REQUIRED WORK:
One part of the entries below is wanted: the lines from the one containing "use convoy_core::wire::Message;" through the one containing "in OpenAI format.". Write those out exactly and nothing else.

** Opening WORKING DATA block **

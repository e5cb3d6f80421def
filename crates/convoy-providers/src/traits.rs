//! LLM Provider trait — the core abstraction replacing LiteLLM.
//!
//! Every LLM backend (OpenAI, Anthropic, DeepSeek, Groq, …) implements this trait.
//! The `HttpProvider` in `http_provider.rs` covers all OpenAI-compatible APIs.

use async_trait::async_trait;
use convoy_core::types::{LlmResponse, ToolDefinition};
use convoy_core::wire::Message;

/// Configuration passed to each LLM call.
#[derive(Clone, Debug)]
pub struct LlmRequestConfig {
    /// Maximum tokens to generate.
    pub max_tokens: u32,
    /// Sampling temperature (0.0 – 2.0).
    pub temperature: f64,
}

impl Default for LlmRequestConfig {
    fn default() -> Self {
        Self {
            max_tokens: 4096,
            temperature: 0.7,
        }
    }
}

/// Trait that all LLM providers must implement.
///
/// The main implementation is `HttpProvider`, which handles any
/// OpenAI-compatible API.
#[async_trait]
pub trait LlmProvider: Send + Sync {
    /// Send a chat completion request.
    ///
    /// # Arguments
    /// * `messages` — Conversation history in OpenAI format.
    /// * `tools`    — Optional list of tool definitions the LLM can call.
    /// * `model`    — Model identifier (e.g. `"claude-sonnet-4-20250514"`, `"gpt-4o"`).
    /// * `config`   — Temperature, max_tokens, etc.
    ///
    /// # Returns
    /// An `LlmResponse` with content and/or tool calls.
    /// On API errors, returns `LlmResponse::error(...)` instead of propagating.
    async fn chat(
        &self,
        messages: &[Message],
        tools: Option<&[ToolDefinition]>,
        model: &str,
        config: &LlmRequestConfig,
    ) -> LlmResponse;

    /// The default model for this provider instance.
    fn default_model(&self) -> &str;

    /// Display name for logging.
    fn display_name(&self) -> &str;
}
//! Agent runtime — core loop, tools, and context builder.
//!
//! This crate contains:
//! - **tools**: Tool trait, registry, and built-in tools (filesystem, shell, web, message)
//! - **context**: System prompt and message list construction
//! - **agent_loop**: The LLM ↔ tool-calling main loop

pub mod tools;
pub mod context;
pub mod error;
pub mod memory;
pub mod skills;
pub mod subagent;
pub mod agent_loop;

pub use agent_loop::{AgentLoop, ExecToolConfig};
pub use context::ContextBuilder;
pub use error::{AgentError, AgentResult};
pub use memory::MemoryStore;
pub use skills::SkillsLoader;
pub use subagent::SubagentManager;
pub use tools::{Tool, ToolRegistry};
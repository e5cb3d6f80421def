//! Core error types shared by the bus, session store, and tool context.

use thiserror::Error;

/// Errors surfaced by `convoy-core` primitives.
#[derive(Debug, Error)]
pub enum CoreError {
    #[error("session '{0}' not found")]
    SessionNotFound(String),

    #[error("io error: {0}")]
    Io(#[from] std::io::Error),

    #[error("serialization error: {0}")]
    Serde(#[from] serde_json::Error),

    #[error("bus channel closed")]
    BusClosed,
}

pub type CoreResult<T> = Result<T, CoreError>;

** Closing WORKING DATA block **

FINISHED TASK:
use convoy_core::wire::Message;

/// Configuration passed to each LLM call.
#[derive(Clone, Debug)]
pub struct LlmRequestConfig {
    /// Maximum tokens to generate.
    pub max_tokens: u32,
    /// Sampling temperature (0.0 – 2.0).
    pub temperature: f64,
}

impl Default for LlmRequestConfig {
    fn default() -> Self {
        Self {
            max_tokens: 4096,
            temperature: 0.7,
        }
    }
}

/// Trait that all LLM providers must implement.
///
/// The main implementation is `HttpProvider`, which handles any
/// OpenAI-compatible API.
#[async_trait]
pub trait LlmProvider: Send + Sync {
    /// Send a chat completion request.
    ///
    /// # Arguments
    /// * `messages` — Conversation history in OpenAI format.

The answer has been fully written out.